Abdelmajid Djae

Personal information
- Date of birth: 3 June 2005 (age 21)
- Place of birth: Aubervilliers, France
- Height: 1.87 m (6 ft 2 in)
- Position: Winger

Team information
- Current team: Dijon

Youth career
- FC Bourget
- 2020–2024: Lille

Senior career*
- Years: Team / Apps / (Gls)
- 2024–: Dijon II / 20 / (2)
- 2024–: Dijon / 19 / (1)
- 2026: → Limonest (loan) / 8 / (0)

International career^{‡}
- 2025–: Comoros / 1 / (0)

= Abdelmajid Djae =

Footballer (born 2005)

Abdelmajid Djae (born 5 June 2005) is a professional footballer who plays as a winger for club Dijon. Born in France, he plays for the Comoros national team.

==Club career==
Djae is a product of the academies of the French clubs FC Bourget and Lille.
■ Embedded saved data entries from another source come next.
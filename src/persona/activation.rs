//! Loading a persona's packages and helpers into the sandbox.

use std::sync::Arc;

use tokio::sync::Mutex;
use tracing::{info, warn};

use crate::error::SandboxError;
use crate::persona::Persona;
use crate::sandbox::{LIB_ROOT, Sandbox};

/// Tracks which persona is loaded into the sandbox.
///
/// Keyed by persona id so switching personas mid-session reloads, while
/// repeated calls for the active persona are no-ops.
pub struct PersonaActivator {
    sandbox: Arc<dyn Sandbox>,
    active: Mutex<Option<String>>,
}

impl PersonaActivator {
    pub fn new(sandbox: Arc<dyn Sandbox>) -> Self {
        Self {
            sandbox,
            active: Mutex::new(None),
        }
    }

    /// Id of the persona currently loaded, if any.
    pub async fn active(&self) -> Option<String> {
        self.active.lock().await.clone()
    }

    /// Load the persona unless it is already active. Returns whether work was done.
    ///
    /// Package installs and imports are best effort; a helper that cannot be
    /// written aborts the load.
    pub async fn ensure_loaded(
        &self,
        persona: &Persona,
        force: bool,
    ) -> Result<bool, SandboxError> {
        let mut active = self.active.lock().await;
        if !force && active.as_deref() == Some(persona.id()) {
            return Ok(false);
        }

        for package in &persona.manifest.packages {
            if let Err(e) = self.sandbox.install_package(package).await {
                warn!(persona = %persona.id(), package = %package, "Package install failed: {}", e);
            }
        }

        for helper in &persona.helpers {
            let path = format!("{LIB_ROOT}/{}", helper.filename);
            self.sandbox.write_file(&path, helper.source.as_bytes()).await?;
        }

        for helper in &persona.helpers {
            if let Err(e) = self.sandbox.import_module(&helper.module_name).await {
                warn!(
                    persona = %persona.id(),
                    module = %helper.module_name,
                    "Helper import failed: {}",
                    e
                );
            }
        }

        *active = Some(persona.id().to_string());
        info!(
            persona = %persona.id(),
            packages = persona.manifest.packages.len(),
            helpers = persona.helpers.len(),
            "Persona loaded into sandbox"
        );
        Ok(true)
    }
}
On 11 December 2024, he signed his first professional contract with Lille until 2027. On 12 January 2024, he transferred to Dijon in the Championnat National.

==International career==
Born in France, Djae is of Comorian descent. He debuted with the Comoros national team for a 4–4 (4–2) 2025 FIFA Arab Cup qualification win over Yemen on 26 November 2025, where he scored in the penalty shootout. He made the final Comoros squad for the 2025 FIFA Arab Cup.